Regional Friendo: “I thought this Daily Beast hit piece on TheWrap‘s Sharon Waxman might interest you.”

Journalist Friendo: “LOL at Daily Beast trying to knock out a successful competitor. Fuck these crybabies. Go work somewhere else. Sharon is gruff and direct but you have to be to win in this town. She owns her own business so she can tell them to fuck right off.”

HE to Regional Friendo: “She’s neurotic but then so am I. So are many of us.

“The article is a typical ‘sensitive Zoomer & Millennial snowflakes don’t like tough taskmaster boss’ story. It’s nowhere near as incendiary as Tatiana Siegel’s ‘Scott Rudin is an abusive boss’ THR story. Not even in the same league. Hollywood’s business community is teeming with stories fueled by unhappy snowflakes who resent brusque, occasionally snappy bosses. Big deal.”

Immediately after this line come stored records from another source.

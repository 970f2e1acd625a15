use std::marker::PhantomData;

use async_trait::async_trait;
use bytes::Bytes;
use serde::de::DeserializeOwned;
use serde::Serialize;
use tokio::sync::mpsc::{Receiver, Sender};

use crate::error::{Error, Result};
use crate::pipeline::chain::Chain;
use crate::pipeline::context::StageContext;
use crate::pipeline::pipe::{forward, Flow, Pipe};
use crate::transform::split::SplitPipe;

/// Parses one JSON value per record.
///
/// Blank records (after stripping a trailing `\r`) are skipped. In strict
/// mode, the default, a record that does not parse fails the stage; with
/// `strict(false)` it is logged and dropped.
pub struct JsonParsePipe<T> {
    strict: bool,
    _marker: PhantomData<fn() -> T>,
}

impl<T> JsonParsePipe<T> {
    pub fn new() -> Self {
        Self {
            strict: true,
            _marker: PhantomData,
        }
    }

    pub fn strict(mut self, yes: bool) -> Self {
        self.strict = yes;
        self
    }
}

impl<T> Default for JsonParsePipe<T> {
    fn default() -> Self {
        Self::new()
    }
}

#[async_trait]
impl<T> Pipe<Bytes, T> for JsonParsePipe<T>
where
    T: DeserializeOwned + Send + 'static,
{
    fn stage_name(&self) -> &'static str {
        "json_parse"
    }

    async fn process(
        &self,
        mut input: Receiver<Bytes>,
        output: Sender<T>,
        ctx: StageContext,
    ) -> Result<()> {
        const STAGE: &str = "json_parse";
        let mut record_index = 0u64;

        loop {
            tokio::select! {
                _ = ctx.cancel().cancelled() => {
                    tracing::debug!(event = "flowline.cancelled", stage = STAGE, where_ = "recv", "flowline.cancelled");
                    return Ok(());
                }
                msg = input.recv() => {
                    let Some(record) = msg else { break; };
                    let index = record_index;
                    record_index += 1;

                    let line = strip_cr(&record);
                    if line.iter().all(u8::is_ascii_whitespace) {
                        continue;
                    }

                    let value = match serde_json::from_slice::<T>(line) {
                        Ok(value) => value,
                        Err(err) if self.strict => {
                            return Err(Error::stage(
                                STAGE,
                                format!(
                                    "failed to parse record {} ({} bytes, preview: {:?}): {}",
                                    index,
                                    line.len(),
                                    preview(line),
                                    err
                                ),
                            ));
                        }
                        Err(err) => {
                            tracing::warn!(
                                event = "flowline.item.suppressed",
                                stage = STAGE,
                                index = index,
                                preview = %preview(line),
                                error = %err,
                                "flowline.item.suppressed"
                            );
                            continue;
                        }
                    };

                    if forward(STAGE, &output, value).await == Flow::Stop {
                        return Ok(());
                    }
                }
            }
        }
        Ok(())
    }
}

/// Serializes every item as one line of JSON, newline included.
pub struct JsonStringifyPipe<T> {
    strict: bool,
    _marker: PhantomData<fn(T)>,
}

impl<T> JsonStringifyPipe<T> {
    pub fn new() -> Self {
        Self {
            strict: true,
            _marker: PhantomData,
        }
    }

    pub fn strict(mut self, yes: bool) -> Self {
        self.strict = yes;
        self
    }
}

impl<T> Default for JsonStringifyPipe<T> {
    fn default() -> Self {
        Self::new()
    }
}

#[async_trait]
impl<T> Pipe<T, Bytes> for JsonStringifyPipe<T>
where
    T: Serialize + Send + 'static,
{
    fn stage_name(&self) -> &'static str {
        "json_stringify"
    }

    async fn process(
        &self,
        mut input: Receiver<T>,
        output: Sender<Bytes>,
        ctx: StageContext,
    ) -> Result<()> {
        const STAGE: &str = "json_stringify";
        let mut index = 0u64;

        loop {
            tokio::select! {
                _ = ctx.cancel().cancelled() => return Ok(()),
                msg = input.recv() => {
                    let Some(value) = msg else { break; };
                    let current = index;
                    index += 1;

                    let mut line = match serde_json::to_vec(&value) {
                        Ok(line) => line,
                        Err(err) if self.strict => return Err(Error::item(STAGE, current, err.into())),
                        Err(err) => {
                            tracing::warn!(event = "flowline.item.suppressed", stage = STAGE, index = current, error = %err, "flowline.item.suppressed");
                            continue;
                        }
                    };
                    line.push(b'\n');

                    if forward(STAGE, &output, Bytes::from(line)).await == Flow::Stop {
                        return Ok(());
                    }
                }
            }
        }
        Ok(())
    }
}

/// Raw NDJSON bytes to typed values: [`SplitPipe`] then [`JsonParsePipe`].
pub fn from_ndjson<T>() -> Chain<SplitPipe, JsonParsePipe<T>, Bytes>
where
    T: DeserializeOwned + Send + 'static,
{
    Chain::new(SplitPipe::new(), JsonParsePipe::new())
}

/// Typed values to NDJSON bytes.
pub fn to_ndjson<T>() -> JsonStringifyPipe<T>
where
    T: Serialize + Send + 'static,
{
    JsonStringifyPipe::new()
}

fn strip_cr(line: &[u8]) -> &[u8] {
    line.strip_suffix(b"\r").unwrap_or(line)
}

fn preview(line: &[u8]) -> String {
    const PREVIEW_LEN: usize = 80;
    let text = String::from_utf8_lossy(line);
    let escaped = text.replace('\n', "\\n").replace('\r', "\\r");
    let mut short = escaped.chars().take(PREVIEW_LEN).collect::<String>();
    if escaped.chars().count() > PREVIEW_LEN {
        short.push_str("...");
    }
    short
}
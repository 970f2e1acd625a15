use std::path::PathBuf;

use async_trait::async_trait;
use bytes::Bytes;
use tokio::fs::{self, File};
use tokio::io::{AsyncWriteExt, BufWriter};
use tokio::sync::mpsc::{Receiver, Sender};

use crate::error::{Error, Result};
use crate::pipeline::context::StageContext;
use crate::pipeline::pipe::Pipe;

/// Writes byte chunks to a file, creating parent directories as needed.
/// The file is truncated at the start of every run and flushed at the end.
pub struct FsSink {
    path: PathBuf,
}

impl FsSink {
    pub fn new(path: impl Into<PathBuf>) -> Self {
        Self { path: path.into() }
    }
}

#[async_trait]
impl Pipe<Bytes, ()> for FsSink {
    fn stage_name(&self) -> &'static str {
        "fs_sink"
    }

    async fn process(
        &self,
        mut input: Receiver<Bytes>,
        _output: Sender<()>,
        ctx: StageContext,
    ) -> Result<()> {
        if let Some(parent) = self.path.parent() {
            if !parent.as_os_str().is_empty() {
                fs::create_dir_all(parent).await?;
            }
        }
        let file = File::create(&self.path).await.map_err(|e| {
            Error::stage("fs_sink", format!("cannot create {}: {e}", self.path.display()))
        })?;
        let mut writer = BufWriter::new(file);

        let mut written = 0u64;
        loop {
            tokio::select! {
                _ = ctx.cancel().cancelled() => break,
                msg = input.recv() => {
                    let Some(chunk) = msg else { break; };
                    writer.write_all(&chunk).await?;
                    written += chunk.len() as u64;
                }
            }
        }

        writer.flush().await?;
        tracing::debug!(
            event = "flowline.sink.done",
            stage = "fs_sink",
            path = %self.path.display(),
            bytes = written,
            "flowline.sink.done"
        );
        Ok(())
    }
}
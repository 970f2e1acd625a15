use async_trait::async_trait;
use tokio::sync::mpsc::{Receiver, Sender};

use crate::error::Result;
use crate::pipeline::context::StageContext;
use crate::pipeline::pipe::{forward, Pipe};

/// Buffers the whole input and emits it as a single `Vec` at the end.
///
/// Memory grows with the input; use only on bounded streams.
#[derive(Default)]
pub struct ToArrayPipe;

#[async_trait]
impl<T> Pipe<T, Vec<T>> for ToArrayPipe
where
    T: Send + 'static,
{
    fn stage_name(&self) -> &'static str {
        "to_array"
    }

    async fn process(
        &self,
        mut input: Receiver<T>,
        output: Sender<Vec<T>>,
        ctx: StageContext,
    ) -> Result<()> {
        let mut items = Vec::new();
        loop {
            tokio::select! {
                _ = ctx.cancel().cancelled() => return Ok(()),
                msg = input.recv() => {
                    let Some(v) = msg else { break; };
                    items.push(v);
                }
            }
        }
        forward("to_array", &output, items).await;
        Ok(())
    }
}
use std::collections::HashMap;
use std::sync::Arc;

/// Per-stage overrides keyed by [`Pipe::stage_name`](crate::pipeline::pipe::Pipe::stage_name).
#[derive(Clone, Default, Debug)]
pub struct StageConfig {
    pub(crate) buffers: Arc<HashMap<&'static str, usize>>,
    pub(crate) concurrencies: Arc<HashMap<&'static str, usize>>,
}

impl StageConfig {
    pub fn buffer_for(&self, stage: &'static str, global: usize) -> usize {
        self.buffers.get(stage).copied().unwrap_or(global).max(1)
    }

    /// Override for `stage`, or the stage's own setting.
    pub fn concurrency_for(&self, stage: &'static str, own: usize) -> usize {
        self.concurrencies.get(stage).copied().unwrap_or(own).max(1)
    }

    pub(crate) fn set_buffer(&mut self, stage: &'static str, buffer: usize) {
        Arc::make_mut(&mut self.buffers).insert(stage, buffer);
    }

    pub(crate) fn set_concurrency(&mut self, stage: &'static str, concurrency: usize) {
        Arc::make_mut(&mut self.concurrencies).insert(stage, concurrency);
    }
}
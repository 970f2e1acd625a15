#![cfg(feature = "ndjson")]

use std::sync::atomic::{AtomicU64, Ordering};
use std::sync::Arc;

use bytes::Bytes;
use flowline::error::{Error, Result};
use flowline::ndjson::{from_ndjson, ndjson_for_each, ndjson_map, to_ndjson, JsonParsePipe, NdjsonMapOptions};
use flowline::pipeline::chain::PipeExt;
use flowline::pipeline::runtime::Pipeline;
use flowline::source::ArraySource;
use flowline::transform::{ErrorMode, SplitPipe};
use serde::{Deserialize, Serialize};

#[derive(Debug, Clone, PartialEq, Serialize, Deserialize)]
struct Row {
    id: u64,
    name: String,
}

#[derive(Debug, PartialEq, Serialize, Deserialize)]
struct Out {
    id: u64,
    upper: String,
}

fn write_rows(path: &std::path::Path, n: u64) {
    let mut text = String::new();
    for id in 0..n {
        text.push_str(&serde_json::to_string(&Row { id, name: format!("row{id}") }).unwrap());
        text.push('\n');
    }
    std::fs::write(path, text).unwrap();
}

fn read_out(path: &std::path::Path) -> Vec<Out> {
    std::fs::read_to_string(path)
        .unwrap()
        .lines()
        .map(|l| serde_json::from_str(l).unwrap())
        .collect()
}

#[tokio::test]
async fn parse_handles_records_split_across_chunks() -> Result<()> {
    let chunks = vec![
        Bytes::from_static(b"{\"id\":1,\"na"),
        Bytes::from_static(b"me\":\"a\"}\r\n\n{\"id\":2,"),
        Bytes::from_static(b"\"name\":\"b\"}"),
    ];
    let pipe = ArraySource::new(chunks).pipe(from_ndjson::<Row>());

    let out = Pipeline::new().collect(pipe).await?;
    assert_eq!(
        out,
        vec![
            Row { id: 1, name: "a".into() },
            Row { id: 2, name: "b".into() },
        ]
    );
    Ok(())
}

#[tokio::test]
async fn strict_parse_fails_on_a_bad_record() {
    let pipe = ArraySource::new(vec![Bytes::from_static(b"{\"id\":1,\"name\":\"a\"}\nnot json\n")])
        .pipe(from_ndjson::<Row>());

    let err = Pipeline::new().collect(pipe).await.unwrap_err();
    let msg = err.to_string();
    assert!(msg.contains("json_parse") && msg.contains("not json"), "got {msg}");
}

#[tokio::test]
async fn lenient_parse_drops_bad_records() -> Result<()> {
    let pipe = ArraySource::new(vec![Bytes::from_static(b"{\"id\":1,\"name\":\"a\"}\n{oops\n{\"id\":2,\"name\":\"b\"}\n")])
        .pipe(SplitPipe::new())
        .pipe(JsonParsePipe::<Row>::new().strict(false));

    let out = Pipeline::new().collect(pipe).await?;
    assert_eq!(out.iter().map(|r| r.id).collect::<Vec<_>>(), vec![1, 2]);
    Ok(())
}

#[tokio::test]
async fn stringify_writes_one_line_per_item() -> Result<()> {
    let rows = vec![Row { id: 7, name: "x".into() }];
    let pipe = ArraySource::new(rows).pipe(to_ndjson::<Row>());

    let out = Pipeline::new().collect(pipe).await?;
    assert_eq!(out, vec![Bytes::from_static(b"{\"id\":7,\"name\":\"x\"}\n")]);
    Ok(())
}

#[tokio::test]
async fn ndjson_map_transforms_a_file() -> Result<()> {
    let dir = tempfile::tempdir()?;
    let input = dir.path().join("in.ndjson");
    let output = dir.path().join("nested/out.ndjson");
    write_rows(&input, 50);

    let stats = ndjson_map(
        &input,
        &output,
        |row: Row, _index| async move {
            // Odd ids are dropped.
            Ok((row.id % 2 == 0).then(|| Out {
                id: row.id,
                upper: row.name.to_uppercase(),
            }))
        },
        NdjsonMapOptions {
            concurrency: 4,
            log_every: 10,
            ..Default::default()
        },
    )
    .await?;

    let mut out = read_out(&output);
    out.sort_by_key(|o| o.id);
    assert_eq!(out.len(), 25);
    assert_eq!(out[1], Out { id: 2, upper: "ROW2".into() });
    assert_eq!(stats.processed, 25);
    Ok(())
}

#[tokio::test]
async fn ndjson_map_limits_end_the_run_successfully() -> Result<()> {
    let dir = tempfile::tempdir()?;
    let input = dir.path().join("in.ndjson");
    let output = dir.path().join("out.ndjson");
    write_rows(&input, 1000);

    ndjson_map(
        &input,
        &output,
        |row: Row, _index| async move {
            Ok(Some(Out {
                id: row.id,
                upper: row.name,
            }))
        },
        NdjsonMapOptions {
            limit_input: Some(30),
            limit_output: Some(10),
            ..Default::default()
        },
    )
    .await?;

    let out = read_out(&output);
    assert_eq!(out.iter().map(|o| o.id).collect::<Vec<_>>(), (0..10).collect::<Vec<u64>>());
    Ok(())
}

#[tokio::test]
async fn ndjson_for_each_visits_every_record() -> Result<()> {
    let dir = tempfile::tempdir()?;
    let input = dir.path().join("in.ndjson");
    write_rows(&input, 40);

    let sum = Arc::new(AtomicU64::new(0));
    let acc = sum.clone();
    let stats = ndjson_for_each(
        &input,
        move |row: Row, _index| {
            let acc = acc.clone();
            async move {
                acc.fetch_add(row.id, Ordering::SeqCst);
                Ok(())
            }
        },
        NdjsonMapOptions {
            limit_input: Some(20),
            concurrency: 3,
            ..Default::default()
        },
    )
    .await?;

    assert_eq!(sum.load(Ordering::SeqCst), (0..20).sum::<u64>());
    assert_eq!(stats.processed, 20);
    Ok(())
}

#[tokio::test]
async fn ndjson_map_aggregates_mapper_errors() {
    let dir = tempfile::tempdir().unwrap();
    let input = dir.path().join("in.ndjson");
    let output = dir.path().join("out.ndjson");
    write_rows(&input, 10);

    let err = ndjson_map(
        &input,
        &output,
        |row: Row, _index| async move {
            if row.id == 3 || row.id == 8 {
                return Err(Error::custom("bad row"));
            }
            Ok(Some(Out { id: row.id, upper: row.name }))
        },
        NdjsonMapOptions {
            error_mode: ErrorMode::ThrowAggregated,
            ..Default::default()
        },
    )
    .await
    .unwrap_err();

    let Error::Aggregate(agg) = err else {
        panic!("expected aggregate error, got {err:?}");
    };
    assert_eq!(agg.len(), 2);
    assert_eq!(agg.succeeded(), 8);
    assert_eq!(read_out(&output).len(), 8);
}

#[tokio::test]
async fn missing_input_file_is_an_error() {
    let dir = tempfile::tempdir().unwrap();
    let res = ndjson_for_each(
        dir.path().join("nope.ndjson"),
        |_row: Row, _index| async move { Ok(()) },
        NdjsonMapOptions::default(),
    )
    .await;
    assert!(res.is_err());
}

Regional Friendo to HE: “You seem okay with nasty bosses who verbally abuse their underlings. Well, I’m not a youthful snowflake but I don’t think you get the best work out of people when you abuse them. Not saying you have to pat them on the head and give them a Kumbaya moment, but respect is a twoway street. I’ve had both kinds of bosses, and believe me, I appreciated the ones who treated me like a professional, not some piece of dogshit.”

HE to Regional Friendo: “I prefer mellow to agitated as well. But this is a tough town and snappy bosses are lamentably par for the course, at least in some corners. You basically have to man up, grim up and take it. Life in the big city.

“Remember Budd Schulberg’s What Makes Sammy Run? Imagine if Sammy Glick had hired a team of snowflake employees. What a Daily Beast article that would make! ‘Sammy is a real prick and he’s hurt our feelings…waaahhh!’

“Except they didn’t have sensitive snowflakes back in the ‘40s and ‘50s. Well, they did but nobody voiced any complaints, certainly not to magazine reporters.”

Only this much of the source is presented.